Species of flowering plant

Aquilegia maimanica is a species of flowering plant in the family Ranunculaceae native to the area of the former Meymaneh Province in northwestern Afghanistan. The plant is understood as related to Aquilegia moorcroftiana, which has a range spanning into Afghanistan. A. maimanica has pale-blue and white flowers. The species was first described by the Flora Iranica in 1992 from specimens collected by Karl Heinz Rechinger in 1959.

==Description==
Aquilegia maimanica is a perennial plant that favors temperate biomes. The plant grows with branching stems reaching heights between 40 cm and 60 cm tall. The stems feature many cauline leaves. The plant's flowers are suberect with pale-blue sepals and nectar spurs and white blades. The sepals are around 20 mm long and the narrow, slightly curved spurs extend between 20 mm and 25 mm long.

==Taxonomy==
Aquilegia maimanica was first described by Karl Heinz Rechinger in 1992 within the Flora Iranica. The plant was described from two type specimens. The holotype was collected by Austrian botanist Rechinger on May 23, 1959, in Afghanistan and is held in the herbarium of the Natural History Museum, Vienna. The type locality is near Bilchiragh and it is listed as having been collected in a valley. An isotype is held by the University of Graz's Institute of Plant Sciences.

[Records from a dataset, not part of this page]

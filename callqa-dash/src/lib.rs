//! # Call QA Dashboard (callqa-dash)
//!
//! Two-part, audio-synchronised review of one recorded call's QA results.
//!
//! **Purpose:** Fetch metadata, the QA report, the secondary QC report and
//! the transcript from the analysis API, and render them into a tabbed view
//! with transport controls and transcript highlighting.
//!
//! **Architecture:** Endpoint resolution → concurrent primary fetch →
//! QC report reconciliation → side-effect-free renderers placed on a
//! [`render::Surface`]. The crate ships a headless surface that serialises
//! to printable HTML.

pub mod dashboard;
pub mod endpoints;
pub mod error;
pub mod export;
pub mod fetch;
pub mod playback;
pub mod reconciler;
pub mod render;
pub mod tabs;

pub use dashboard::{Dashboard, PrimaryDocs, RefreshOutcome};
pub use endpoints::{EndpointSet, Resource};
pub use error::{DashError, Result};
pub use fetch::{FetchError, HttpJsonClient, JsonSource, MemorySource};
pub use reconciler::{ReportReconciler, ReportSource, ResolvedReport};
pub use tabs::Tab;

In the descriptions provided by Flora Iranica, A. maimanica was one of three species of Aquilegia described as "species nova ex affinitate remota Aquilegia moorcroftiana", with the other two being Aquilegia gracillima and Aquilegia microcentra. American botanist Robert Nold wrote in 2003 that political circumstances meant that the species were likely relegated to being "nothing but names for years to come" and felt that further specimens were necessary to thoroughly confirm if the plants are distinct species related to, or variants of, A. moorcroftiana. When describing the species, Nold listed them under his listing of A. moorcroftiana, "hoping, somehow, that A. moorcroftiana is even more polymorphic than anyone suspects" and that A. maimanica was a localized variant.

===Etymology===
The word "columbine" derives from the Latin word columbinus, meaning "dove", a reference to the flowers' appearance of a group of doves. The genus name Aquilegia may come from the Latin word for "eagle", aquila, in reference to the pedals' resemblance to eagle talons. Aquilegia may also derive from aquam legere, which is Latin for "to collect water", or aquilegium, a Latin word for a container of water. Maimanica refers to the region of origin, the former Meymaneh (Maimana) Province.

==Distribution==
Aquilegia maimanica is native to the area of the former Meymaneh Province in northwestern Afghanistan.

==Conservation==
The Royal Botanic Gardens, Kew's Plants of the World Online predicted the extinction risk level for A. maimanica as "threatened" with a low confidence level.